> Dataset entries:
◆ ◆ ◆ ◆

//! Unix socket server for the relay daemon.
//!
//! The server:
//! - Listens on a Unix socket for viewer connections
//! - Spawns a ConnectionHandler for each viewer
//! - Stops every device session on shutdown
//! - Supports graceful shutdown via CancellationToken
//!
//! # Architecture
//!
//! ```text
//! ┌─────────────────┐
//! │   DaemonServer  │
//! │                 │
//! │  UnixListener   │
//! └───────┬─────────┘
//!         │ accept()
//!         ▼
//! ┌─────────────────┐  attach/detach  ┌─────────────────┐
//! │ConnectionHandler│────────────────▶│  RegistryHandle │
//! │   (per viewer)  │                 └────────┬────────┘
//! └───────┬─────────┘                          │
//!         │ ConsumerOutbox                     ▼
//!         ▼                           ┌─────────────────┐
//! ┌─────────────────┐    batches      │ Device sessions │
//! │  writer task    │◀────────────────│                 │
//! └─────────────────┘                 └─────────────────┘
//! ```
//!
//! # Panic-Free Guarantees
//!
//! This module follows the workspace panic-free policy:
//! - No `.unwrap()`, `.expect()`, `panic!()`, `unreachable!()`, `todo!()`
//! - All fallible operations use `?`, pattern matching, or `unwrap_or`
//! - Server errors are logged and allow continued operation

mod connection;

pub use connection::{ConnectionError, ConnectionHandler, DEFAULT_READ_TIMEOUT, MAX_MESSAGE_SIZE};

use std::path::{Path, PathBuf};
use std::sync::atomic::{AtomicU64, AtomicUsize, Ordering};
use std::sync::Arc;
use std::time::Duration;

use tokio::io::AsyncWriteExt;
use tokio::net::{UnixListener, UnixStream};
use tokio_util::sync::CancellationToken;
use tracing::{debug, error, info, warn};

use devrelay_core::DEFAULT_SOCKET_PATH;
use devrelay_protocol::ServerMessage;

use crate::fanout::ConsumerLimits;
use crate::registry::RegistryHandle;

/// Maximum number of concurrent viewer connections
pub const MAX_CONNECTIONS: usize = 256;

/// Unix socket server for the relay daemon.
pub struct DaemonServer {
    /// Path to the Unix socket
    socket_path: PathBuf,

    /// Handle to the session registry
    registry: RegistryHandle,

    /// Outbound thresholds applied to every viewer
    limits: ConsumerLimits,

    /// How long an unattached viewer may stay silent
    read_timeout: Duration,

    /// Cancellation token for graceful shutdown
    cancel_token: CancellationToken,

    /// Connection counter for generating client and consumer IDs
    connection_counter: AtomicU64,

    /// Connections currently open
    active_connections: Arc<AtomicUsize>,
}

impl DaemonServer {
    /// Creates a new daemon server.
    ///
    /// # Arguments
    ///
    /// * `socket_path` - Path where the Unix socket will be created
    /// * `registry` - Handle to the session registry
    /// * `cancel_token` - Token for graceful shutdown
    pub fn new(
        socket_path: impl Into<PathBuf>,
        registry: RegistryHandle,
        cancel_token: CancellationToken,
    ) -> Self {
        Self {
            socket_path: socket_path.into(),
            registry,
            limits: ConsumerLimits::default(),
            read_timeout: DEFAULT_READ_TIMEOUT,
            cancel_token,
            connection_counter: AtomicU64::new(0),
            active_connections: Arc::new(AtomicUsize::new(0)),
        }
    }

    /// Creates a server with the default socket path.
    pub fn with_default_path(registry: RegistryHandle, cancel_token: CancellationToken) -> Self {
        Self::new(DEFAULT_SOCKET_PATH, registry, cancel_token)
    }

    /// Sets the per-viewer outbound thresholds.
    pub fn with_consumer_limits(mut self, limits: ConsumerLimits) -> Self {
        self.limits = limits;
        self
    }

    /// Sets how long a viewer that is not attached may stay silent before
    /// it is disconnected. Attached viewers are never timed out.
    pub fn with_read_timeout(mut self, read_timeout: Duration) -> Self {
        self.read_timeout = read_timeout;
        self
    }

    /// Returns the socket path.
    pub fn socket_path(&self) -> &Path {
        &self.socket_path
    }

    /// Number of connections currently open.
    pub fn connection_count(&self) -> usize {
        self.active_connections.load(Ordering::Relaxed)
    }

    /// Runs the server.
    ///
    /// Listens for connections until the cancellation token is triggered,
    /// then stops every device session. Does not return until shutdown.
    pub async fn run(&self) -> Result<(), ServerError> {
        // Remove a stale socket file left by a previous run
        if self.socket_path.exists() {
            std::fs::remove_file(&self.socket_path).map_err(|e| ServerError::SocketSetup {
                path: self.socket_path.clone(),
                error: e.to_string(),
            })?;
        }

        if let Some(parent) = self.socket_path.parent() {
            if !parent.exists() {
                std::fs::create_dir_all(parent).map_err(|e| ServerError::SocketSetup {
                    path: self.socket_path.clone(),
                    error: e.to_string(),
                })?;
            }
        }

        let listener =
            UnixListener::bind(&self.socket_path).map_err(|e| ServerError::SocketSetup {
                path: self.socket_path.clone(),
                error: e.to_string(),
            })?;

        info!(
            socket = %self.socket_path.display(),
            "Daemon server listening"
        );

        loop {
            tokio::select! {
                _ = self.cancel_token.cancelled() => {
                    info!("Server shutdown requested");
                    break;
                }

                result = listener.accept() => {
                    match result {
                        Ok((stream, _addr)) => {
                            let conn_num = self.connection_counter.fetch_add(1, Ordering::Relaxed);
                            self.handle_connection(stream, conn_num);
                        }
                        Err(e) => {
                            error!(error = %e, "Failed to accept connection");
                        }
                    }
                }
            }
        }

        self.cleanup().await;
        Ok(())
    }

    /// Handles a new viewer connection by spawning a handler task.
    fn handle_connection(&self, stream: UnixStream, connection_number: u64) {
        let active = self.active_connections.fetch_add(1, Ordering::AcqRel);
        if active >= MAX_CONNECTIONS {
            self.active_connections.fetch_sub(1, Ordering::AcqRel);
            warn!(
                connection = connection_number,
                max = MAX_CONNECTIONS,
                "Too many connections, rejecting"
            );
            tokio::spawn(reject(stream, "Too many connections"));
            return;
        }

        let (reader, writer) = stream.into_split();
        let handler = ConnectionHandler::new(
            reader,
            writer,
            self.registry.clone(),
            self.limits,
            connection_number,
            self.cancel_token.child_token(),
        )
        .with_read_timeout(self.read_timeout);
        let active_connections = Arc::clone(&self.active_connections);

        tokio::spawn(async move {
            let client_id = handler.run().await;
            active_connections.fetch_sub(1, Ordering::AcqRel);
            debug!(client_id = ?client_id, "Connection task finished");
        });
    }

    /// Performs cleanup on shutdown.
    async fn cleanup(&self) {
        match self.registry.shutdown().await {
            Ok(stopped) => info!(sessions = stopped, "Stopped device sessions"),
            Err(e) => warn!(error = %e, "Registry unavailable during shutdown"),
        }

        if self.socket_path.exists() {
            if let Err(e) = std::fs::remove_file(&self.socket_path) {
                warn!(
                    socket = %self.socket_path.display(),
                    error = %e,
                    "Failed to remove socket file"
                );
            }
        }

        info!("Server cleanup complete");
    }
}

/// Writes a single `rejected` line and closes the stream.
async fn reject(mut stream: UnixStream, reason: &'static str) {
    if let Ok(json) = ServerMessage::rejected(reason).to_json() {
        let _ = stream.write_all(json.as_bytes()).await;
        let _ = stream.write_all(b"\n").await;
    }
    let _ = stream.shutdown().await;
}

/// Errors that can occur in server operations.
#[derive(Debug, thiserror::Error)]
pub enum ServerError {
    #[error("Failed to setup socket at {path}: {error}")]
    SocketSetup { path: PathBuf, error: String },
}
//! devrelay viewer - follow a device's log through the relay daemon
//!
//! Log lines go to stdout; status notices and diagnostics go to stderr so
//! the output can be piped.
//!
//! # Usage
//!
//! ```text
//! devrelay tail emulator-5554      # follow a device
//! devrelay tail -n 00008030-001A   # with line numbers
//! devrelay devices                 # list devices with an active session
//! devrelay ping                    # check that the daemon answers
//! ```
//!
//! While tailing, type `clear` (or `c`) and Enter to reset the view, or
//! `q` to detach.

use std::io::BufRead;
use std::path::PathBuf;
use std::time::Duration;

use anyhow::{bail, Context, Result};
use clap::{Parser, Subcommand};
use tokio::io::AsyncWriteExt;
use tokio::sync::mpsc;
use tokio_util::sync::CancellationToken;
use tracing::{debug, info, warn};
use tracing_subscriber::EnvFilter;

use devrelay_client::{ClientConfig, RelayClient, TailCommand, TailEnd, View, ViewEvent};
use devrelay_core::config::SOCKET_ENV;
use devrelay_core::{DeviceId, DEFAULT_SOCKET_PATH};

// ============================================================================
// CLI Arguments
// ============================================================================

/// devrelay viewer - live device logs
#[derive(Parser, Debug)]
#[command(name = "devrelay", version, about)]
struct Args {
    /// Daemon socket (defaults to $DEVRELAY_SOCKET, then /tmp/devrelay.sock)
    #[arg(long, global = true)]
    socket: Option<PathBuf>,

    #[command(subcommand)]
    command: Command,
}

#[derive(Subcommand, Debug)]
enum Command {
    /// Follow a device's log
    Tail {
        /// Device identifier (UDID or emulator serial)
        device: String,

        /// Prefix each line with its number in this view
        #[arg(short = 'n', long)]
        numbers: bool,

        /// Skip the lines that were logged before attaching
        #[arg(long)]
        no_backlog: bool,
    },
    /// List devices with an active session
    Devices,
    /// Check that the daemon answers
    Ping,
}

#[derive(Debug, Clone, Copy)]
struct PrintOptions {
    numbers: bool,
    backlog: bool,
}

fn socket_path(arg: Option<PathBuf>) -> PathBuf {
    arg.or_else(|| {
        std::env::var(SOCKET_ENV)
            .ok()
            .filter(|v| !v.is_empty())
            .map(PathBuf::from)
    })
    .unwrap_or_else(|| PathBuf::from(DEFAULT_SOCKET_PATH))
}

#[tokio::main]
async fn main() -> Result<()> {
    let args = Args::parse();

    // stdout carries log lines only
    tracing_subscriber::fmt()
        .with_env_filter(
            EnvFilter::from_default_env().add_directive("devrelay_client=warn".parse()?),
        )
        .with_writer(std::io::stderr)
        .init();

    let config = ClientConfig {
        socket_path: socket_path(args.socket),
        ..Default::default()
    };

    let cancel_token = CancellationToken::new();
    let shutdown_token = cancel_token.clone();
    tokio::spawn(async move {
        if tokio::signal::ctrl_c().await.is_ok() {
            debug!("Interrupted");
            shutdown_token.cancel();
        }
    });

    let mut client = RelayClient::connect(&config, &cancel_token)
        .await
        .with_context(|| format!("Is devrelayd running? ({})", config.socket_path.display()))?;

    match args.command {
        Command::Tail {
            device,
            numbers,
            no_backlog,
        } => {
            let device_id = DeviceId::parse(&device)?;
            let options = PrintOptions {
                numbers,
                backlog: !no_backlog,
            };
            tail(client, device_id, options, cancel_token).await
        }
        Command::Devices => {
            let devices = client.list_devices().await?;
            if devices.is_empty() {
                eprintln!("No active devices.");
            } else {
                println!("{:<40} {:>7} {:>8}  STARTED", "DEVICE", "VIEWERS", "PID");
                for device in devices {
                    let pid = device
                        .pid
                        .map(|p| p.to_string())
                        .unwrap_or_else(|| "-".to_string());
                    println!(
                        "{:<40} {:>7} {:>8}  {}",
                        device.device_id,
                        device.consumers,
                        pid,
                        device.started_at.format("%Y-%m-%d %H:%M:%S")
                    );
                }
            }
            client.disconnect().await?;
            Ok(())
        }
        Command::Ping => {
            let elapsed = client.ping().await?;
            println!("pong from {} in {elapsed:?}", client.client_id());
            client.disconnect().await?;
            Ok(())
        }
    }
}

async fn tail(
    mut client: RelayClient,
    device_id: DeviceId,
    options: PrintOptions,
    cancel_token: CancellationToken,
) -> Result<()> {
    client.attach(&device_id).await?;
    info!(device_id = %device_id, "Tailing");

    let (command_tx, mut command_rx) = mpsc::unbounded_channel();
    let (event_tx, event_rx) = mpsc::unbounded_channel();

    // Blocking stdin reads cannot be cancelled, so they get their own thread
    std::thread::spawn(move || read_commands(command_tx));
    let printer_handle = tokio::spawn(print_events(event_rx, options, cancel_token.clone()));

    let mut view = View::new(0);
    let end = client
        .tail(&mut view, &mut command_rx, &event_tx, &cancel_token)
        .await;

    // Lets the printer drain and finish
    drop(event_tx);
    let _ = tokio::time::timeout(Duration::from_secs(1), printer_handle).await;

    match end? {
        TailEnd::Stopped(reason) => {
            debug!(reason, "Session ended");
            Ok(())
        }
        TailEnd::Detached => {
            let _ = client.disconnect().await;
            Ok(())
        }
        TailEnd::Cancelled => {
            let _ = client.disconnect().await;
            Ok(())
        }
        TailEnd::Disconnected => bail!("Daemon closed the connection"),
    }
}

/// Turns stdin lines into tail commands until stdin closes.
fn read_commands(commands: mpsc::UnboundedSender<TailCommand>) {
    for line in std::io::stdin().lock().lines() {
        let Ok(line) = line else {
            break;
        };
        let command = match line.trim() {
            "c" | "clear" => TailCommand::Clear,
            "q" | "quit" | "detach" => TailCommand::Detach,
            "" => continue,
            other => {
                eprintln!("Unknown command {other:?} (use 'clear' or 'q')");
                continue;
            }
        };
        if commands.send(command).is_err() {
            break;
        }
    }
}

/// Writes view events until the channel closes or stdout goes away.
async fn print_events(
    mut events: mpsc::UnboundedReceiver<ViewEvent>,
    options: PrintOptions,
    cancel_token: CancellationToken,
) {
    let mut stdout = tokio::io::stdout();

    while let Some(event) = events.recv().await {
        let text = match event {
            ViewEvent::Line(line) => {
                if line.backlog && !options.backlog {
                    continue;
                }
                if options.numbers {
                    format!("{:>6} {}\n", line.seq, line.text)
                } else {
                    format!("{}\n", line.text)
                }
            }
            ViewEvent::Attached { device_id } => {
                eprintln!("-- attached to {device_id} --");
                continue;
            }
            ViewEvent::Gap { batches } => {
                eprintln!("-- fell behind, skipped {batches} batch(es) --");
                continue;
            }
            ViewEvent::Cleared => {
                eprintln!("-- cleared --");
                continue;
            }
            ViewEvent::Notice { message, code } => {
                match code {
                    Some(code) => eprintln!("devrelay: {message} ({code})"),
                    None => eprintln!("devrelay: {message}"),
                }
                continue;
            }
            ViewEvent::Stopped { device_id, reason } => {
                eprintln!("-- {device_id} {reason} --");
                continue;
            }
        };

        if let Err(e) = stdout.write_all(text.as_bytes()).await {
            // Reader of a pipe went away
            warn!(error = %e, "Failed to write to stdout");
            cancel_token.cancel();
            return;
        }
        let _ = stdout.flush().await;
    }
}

◆ ◆ ◆ ◆

> TO DO:
Among the lines above, find each one containing the string "SocketSetup" and copy it.

> ANSWER SECTION:
            std::fs::remove_file(&self.socket_path).map_err(|e| ServerError::SocketSetup {
                std::fs::create_dir_all(parent).map_err(|e| ServerError::SocketSetup {
            UnixListener::bind(&self.socket_path).map_err(|e| ServerError::SocketSetup {
    SocketSetup { path: PathBuf, error: String },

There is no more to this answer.